■ YOUR ASSIGNMENT ■
Print, exactly as written, every line from the first line of the records below through the line containing "pub struct SearchConfig", and nothing further.

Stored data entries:

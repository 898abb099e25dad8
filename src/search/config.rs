//! Deck search configuration parameters.

use serde::{Deserialize, Serialize};

/// Deck search configuration parameters.
#[derive(Clone, Debug, PartialEq, Serialize, Deserialize)]
#[serde(default)]
pub struct SearchConfig {
    /// Monte-Carlo trials per candidate deck (default: 50 000).
    /// More trials narrow the estimate at linear cost.
    pub trials: u32,

    /// Decks kept by the ranked objectives (default: 5).
    pub top_k: usize,

    /// Worker threads (None = one per available core).
    pub workers: Option<usize>,

    /// Base seed for every deck's RNG stream.
    /// None draws a fresh seed from OS entropy per search.
    pub seed: Option<u64>,
}

impl Default for SearchConfig {
    fn default() -> Self {
        Self {
            trials: 50_000,
            top_k: 5,
            workers: None,
            seed: None,
        }
    }
}

impl SearchConfig {
    /// Set the trial count per deck.
    #[must_use]
    pub fn with_trials(mut self, trials: u32) -> Self {
        self.trials = trials;
        self
    }

    /// Set how many decks the ranked objectives keep.
    #[must_use]
    pub fn with_top_k(mut self, top_k: usize) -> Self {
        self.top_k = top_k;
        self
    }

    /// Set a fixed worker count.
    #[must_use]
    pub fn with_workers(mut self, workers: usize) -> Self {
        self.workers = Some(workers);
        self
    }

    /// Make the search reproducible.
    #[must_use]
    pub fn with_seed(mut self, seed: u64) -> Self {
        self.seed = Some(seed);
        self
    }
}
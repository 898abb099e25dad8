//! Deck search: enumerate, evaluate in parallel, rank.

use std::collections::BTreeMap;
use std::time::Instant;

use tracing::{debug, info};

use crate::core::{CraftTargets, SimError, SimResult, SimRng};
use crate::rules::CraftingProfile;

use super::config::SearchConfig;
use super::deck::Deck;
use super::evaluator::{DeckEvaluator, EvaluationResult};
use super::objective::{Objective, SearchOutcome};
use super::pool::WorkerPool;
use super::stats::SearchStats;

/// Main deck search context.
///
/// Owns the worker pool and statistics; borrows the profile and targets,
/// which every worker reads concurrently.
#[derive(Debug)]
pub struct DeckSearch<'p> {
    evaluator: DeckEvaluator<'p>,
    config: SearchConfig,
    pool: WorkerPool,
    stats: SearchStats,
}

impl<'p> DeckSearch<'p> {
    /// Create a search context.
    ///
    /// Fails on malformed targets, zero trials or a pool that cannot start.
    pub fn new(
        profile: &'p CraftingProfile,
        targets: &'p CraftTargets,
        config: SearchConfig,
    ) -> SimResult<Self> {
        if config.trials == 0 {
            return Err(SimError::ZeroTrials);
        }
        let evaluator = DeckEvaluator::new(profile, targets)?;
        let pool = WorkerPool::new(config.workers)?;

        Ok(Self {
            evaluator,
            config,
            pool,
            stats: SearchStats::default(),
        })
    }

    /// Search configuration.
    #[must_use]
    pub fn config(&self) -> &SearchConfig {
        &self.config
    }

    /// Statistics of the searches run so far.
    #[must_use]
    pub fn stats(&self) -> &SearchStats {
        &self.stats
    }

    /// Search every deck size under one objective.
    ///
    /// Sizes larger than the pool produce [`SearchOutcome::InsufficientPool`].
    pub fn search(
        &mut self,
        deck_sizes: &[usize],
        objective: Objective,
    ) -> SimResult<BTreeMap<usize, SearchOutcome>> {
        objective.check_targets(self.evaluator.targets())?;

        let base = match self.config.seed {
            Some(seed) => SimRng::new(seed),
            None => SimRng::from_entropy(),
        };
        info!(
            mode = %self.evaluator.profile().mode(),
            %objective,
            seed = base.seed(),
            workers = self.pool.workers(),
            "starting deck search"
        );

        let start = Instant::now();
        let mut outcomes = BTreeMap::new();
        for &size in deck_sizes {
            let rng = base.stream(size as u64);
            let outcome = self.search_size(size, objective, &rng)?;
            outcomes.insert(size, outcome);
        }
        self.stats.time_us += start.elapsed().as_micros() as u64;

        info!(
            decks = self.stats.decks_evaluated,
            trials = self.stats.trials_run,
            skipped = self.stats.sizes_skipped,
            decks_per_second = self.stats.decks_per_second(),
            trials_per_second = self.stats.trials_per_second(),
            "deck search complete"
        );
        Ok(outcomes)
    }

    /// Search one deck size with a given base stream.
    pub fn search_size(
        &mut self,
        size: usize,
        objective: Objective,
        rng: &SimRng,
    ) -> SimResult<SearchOutcome> {
        let profile = self.evaluator.profile();
        let pool_size = profile.pool_size();
        if size > pool_size {
            info!(deck_size = size, pool_size, "deck size exceeds card pool, skipping");
            self.stats.sizes_skipped += 1;
            return Ok(SearchOutcome::InsufficientPool {
                deck_size: size,
                pool_size,
            });
        }

        let candidates = Deck::enumerate(profile, size);
        info!(deck_size = size, pool_size, candidates = candidates.len(), "evaluating decks");

        let trials = self.config.trials;
        let evaluator = &self.evaluator;
        let results = self
            .pool
            .map(&candidates, rng, |deck, rng| {
                let result = evaluator.evaluate(deck, trials, rng)?;
                debug!(
                    deck = ?result.deck,
                    mean_score = result.mean_score,
                    "deck evaluated"
                );
                Ok(result)
            })
            .into_iter()
            .collect::<SimResult<Vec<EvaluationResult>>>()?;

        self.stats.sizes_searched += 1;
        self.stats.decks_evaluated += results.len() as u64;
        self.stats.trials_run += results.len() as u64 * u64::from(trials);

        Ok(objective.rank(results, self.evaluator.targets(), self.config.top_k))
    }
}
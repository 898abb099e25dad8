//! Deck search and Monte-Carlo evaluation.
//!
//! ## Key Components
//!
//! - [`Deck`]: Multiset of a profile's cards, plus exhaustive enumeration
//! - [`DeckEvaluator`]: Repeated randomized trials of one deck
//! - [`DeckSearch`]: Parallel evaluation of every candidate and ranking
//! - [`Objective`]: Highest average, per-star, or reward efficiency
//!
//! ## Usage
//!
//! ```
//! use crafting_sim::cards::CardDefinition;
//! use crafting_sim::core::CraftTargets;
//! use crafting_sim::rules::{CraftingMode, CraftingProfile};
//! use crafting_sim::search::{DeckSearch, Objective, SearchConfig};
//!
//! let profile = CraftingProfile::new(
//!     CraftingMode::Kitchen,
//!     [CardDefinition::new("Season", 2), CardDefinition::new("Cut", 2)],
//! )
//! .unwrap();
//! let targets = CraftTargets::new();
//! let config = SearchConfig::default().with_trials(500).with_seed(7);
//!
//! let mut search = DeckSearch::new(&profile, &targets, config).unwrap();
//! let outcomes = search.search(&[2], Objective::HighestAverage).unwrap();
//!
//! assert_eq!(outcomes[&2].len(), 3);
//! ```

mod config;
mod deck;
mod evaluator;
mod objective;
mod pool;
#[allow(clippy::module_inception)]
mod search;
mod stats;

pub use config::SearchConfig;
pub use deck::{Deck, DeckComposition, SlotCounts};
pub use evaluator::{DeckEvaluator, EvaluationResult};
pub use objective::{Objective, SearchOutcome, TierPick};
pub use pool::WorkerPool;
pub use search::DeckSearch;
pub use stats::SearchStats;
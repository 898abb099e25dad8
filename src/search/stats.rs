//! Deck search statistics for diagnostics and tuning.

use serde::{Deserialize, Serialize};

/// Statistics collected during a deck search.
#[derive(Clone, Debug, Default, PartialEq, Serialize, Deserialize)]
pub struct SearchStats {
    /// Deck sizes searched.
    pub sizes_searched: u32,

    /// Deck sizes skipped for an insufficient pool.
    pub sizes_skipped: u32,

    /// Candidate decks evaluated.
    pub decks_evaluated: u64,

    /// Trials run across all decks.
    pub trials_run: u64,

    /// Total time spent searching (microseconds).
    pub time_us: u64,
}

impl SearchStats {
    /// Create new empty statistics.
    pub fn new() -> Self {
        Self::default()
    }

    /// Calculate decks evaluated per second.
    #[must_use]
    pub fn decks_per_second(&self) -> f64 {
        if self.time_us == 0 {
            0.0
        } else {
            self.decks_evaluated as f64 / (self.time_us as f64 / 1_000_000.0)
        }
    }

    /// Calculate trials per second.
    #[must_use]
    pub fn trials_per_second(&self) -> f64 {
        if self.time_us == 0 {
            0.0
        } else {
            self.trials_run as f64 / (self.time_us as f64 / 1_000_000.0)
        }
    }
}

#[cfg(test)]
mod tests {
    use super::*;

    #[test]
    fn test_stats_default() {
        let stats = SearchStats::new();
        assert_eq!(stats.decks_evaluated, 0);
        assert_eq!(stats.trials_run, 0);
        assert_eq!(stats.decks_per_second(), 0.0);
    }

    #[test]
    fn test_stats_rates() {
        let mut stats = SearchStats::new();
        stats.decks_evaluated = 20;
        stats.trials_run = 20_000;
        stats.time_us = 2_000_000;

        assert_eq!(stats.decks_per_second(), 10.0);
        assert_eq!(stats.trials_per_second(), 10_000.0);
    }
}
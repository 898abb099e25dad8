//! Counter targeting for card effects.
//!
//! Effects name a [`Target`]; resolving it against the current state picks
//! the concrete counter(s):
//! - `Random`: primary or secondary, equal odds
//! - `Highest` / `Lowest`: recomputed at resolution time, ties to primary
//! - `Both`: primary and secondary
//!
//! Charge redirection lives in `effects::effect`, because only some effects
//! are charge-compatible.

use serde::{Deserialize, Serialize};

use crate::core::{Counter, RandomSource, SimulationState};

/// How an effect chooses its counter.
#[derive(Clone, Copy, Debug, PartialEq, Eq, Serialize, Deserialize)]
pub enum Target {
    /// A uniformly random counter.
    Random,
    /// The counter holding the higher value.
    Highest,
    /// The counter holding the lower value.
    Lowest,
    /// Both counters.
    Both,
}

/// A resolved target.
#[derive(Clone, Copy, Debug, PartialEq, Eq)]
pub enum Resolved {
    One(Counter),
    Both,
}

impl Target {
    /// Resolve against the current counter values.
    ///
    /// Only `Random` consumes a draw from the RNG.
    pub fn resolve(self, state: &SimulationState<'_>, rng: &mut dyn RandomSource) -> Resolved {
        match self {
            Target::Random => Resolved::One(rng.pick_counter()),
            Target::Highest => Resolved::One(state.highest()),
            Target::Lowest => Resolved::One(state.lowest()),
            Target::Both => Resolved::Both,
        }
    }
}

impl Resolved {
    /// Counters covered by this resolution.
    #[must_use]
    pub fn counters(self) -> &'static [Counter] {
        match self {
            Resolved::One(Counter::Primary) => &[Counter::Primary],
            Resolved::One(Counter::Secondary) => &[Counter::Secondary],
            Resolved::Both => &[Counter::Primary, Counter::Secondary],
        }
    }
}

#[cfg(test)]
mod tests {
    use super::*;
    use crate::core::{BuffSet, ScriptedRandom};
    use crate::effects::PrdHistory;

    #[test]
    fn test_random_uses_rng() {
        let mut history = PrdHistory::new();
        let buffs = BuffSet::new();
        let state = SimulationState::new(&mut history, &buffs);
        let mut rng = ScriptedRandom::new(vec![0.7, 0.2]);

        assert_eq!(
            Target::Random.resolve(&state, &mut rng),
            Resolved::One(Counter::Secondary)
        );
        assert_eq!(
            Target::Random.resolve(&state, &mut rng),
            Resolved::One(Counter::Primary)
        );
    }

    #[test]
    fn test_highest_and_lowest_do_not_draw() {
        let mut history = PrdHistory::new();
        let buffs = BuffSet::new();
        let mut state = SimulationState::new(&mut history, &buffs);
        state.add(Counter::Secondary, 4.0);
        let mut rng = ScriptedRandom::constant(0.0);

        assert_eq!(
            Target::Highest.resolve(&state, &mut rng),
            Resolved::One(Counter::Secondary)
        );
        assert_eq!(
            Target::Lowest.resolve(&state, &mut rng),
            Resolved::One(Counter::Primary)
        );
        assert_eq!(rng.consumed(), 0);
    }

    #[test]
    fn test_counters() {
        assert_eq!(Resolved::Both.counters().len(), 2);
        assert_eq!(
            Resolved::One(Counter::Secondary).counters(),
            &[Counter::Secondary]
        );
    }
}
//! Card definitions - static card data.
//!
//! `CardDefinition` holds what the card configuration says about a card:
//! its name, how many copies the pool holds, and the optional numeric
//! parameters some effects read (value range, PRD retrigger tuning).
//!
//! Serde field names match the external card configuration
//! (`card_name`, `card_quantity`, `value_range`, `prd_config`).

use serde::{Deserialize, Serialize};

use crate::effects::PrdConfig;

use super::kind::CardKind;

/// Inclusive `[min, max]` range of an effect's numeric value.
pub type ValueRange = (i64, i64);

/// Static card definition.
///
/// ## Example
///
/// ```
/// use crafting_sim::cards::{CardDefinition, CardKind};
///
/// let cut = CardDefinition::new("Cut", 3).with_value_range(4, 8);
///
/// assert_eq!(cut.kind(), Some(CardKind::Cut));
/// assert_eq!(cut.value_range_or((1, 1)), (4, 8));
/// ```
#[derive(Clone, Debug, PartialEq, Serialize, Deserialize)]
pub struct CardDefinition {
    /// Card name, unique within a profile.
    #[serde(rename = "card_name")]
    pub name: String,

    /// Copies available in the pool.
    #[serde(rename = "card_quantity")]
    pub quantity: u32,

    /// Numeric range for effects that roll a value.
    #[serde(default, skip_serializing_if = "Option::is_none")]
    pub value_range: Option<ValueRange>,

    /// PRD retrigger tuning.
    #[serde(rename = "prd_config", default, skip_serializing_if = "Option::is_none")]
    pub prd: Option<PrdConfig>,
}

impl CardDefinition {
    /// Create a new card definition.
    #[must_use]
    pub fn new(name: impl Into<String>, quantity: u32) -> Self {
        Self {
            name: name.into(),
            quantity,
            value_range: None,
            prd: None,
        }
    }

    /// Set the value range (builder pattern).
    #[must_use]
    pub fn with_value_range(mut self, min: i64, max: i64) -> Self {
        self.value_range = Some((min, max));
        self
    }

    /// Set the PRD configuration (builder pattern).
    #[must_use]
    pub fn with_prd(mut self, prd: PrdConfig) -> Self {
        self.prd = Some(prd);
        self
    }

    /// Effect variant registered under this card's name.
    #[must_use]
    pub fn kind(&self) -> Option<CardKind> {
        CardKind::from_name(&self.name)
    }

    /// Value range, or the given default.
    #[must_use]
    pub fn value_range_or(&self, default: ValueRange) -> ValueRange {
        self.value_range.unwrap_or(default)
    }

    /// PRD configuration, or the documented defaults.
    #[must_use]
    pub fn prd_or_default(&self) -> PrdConfig {
        self.prd.unwrap_or_default()
    }
}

■ RESULT OF THE TASK ■
repository 898abb099e25dad8
filename src/search/config.rs
//! Deck search configuration parameters.

use serde::{Deserialize, Serialize};

/// Deck search configuration parameters.
#[derive(Clone, Debug, PartialEq, Serialize, Deserialize)]
#[serde(default)]
pub struct SearchConfig {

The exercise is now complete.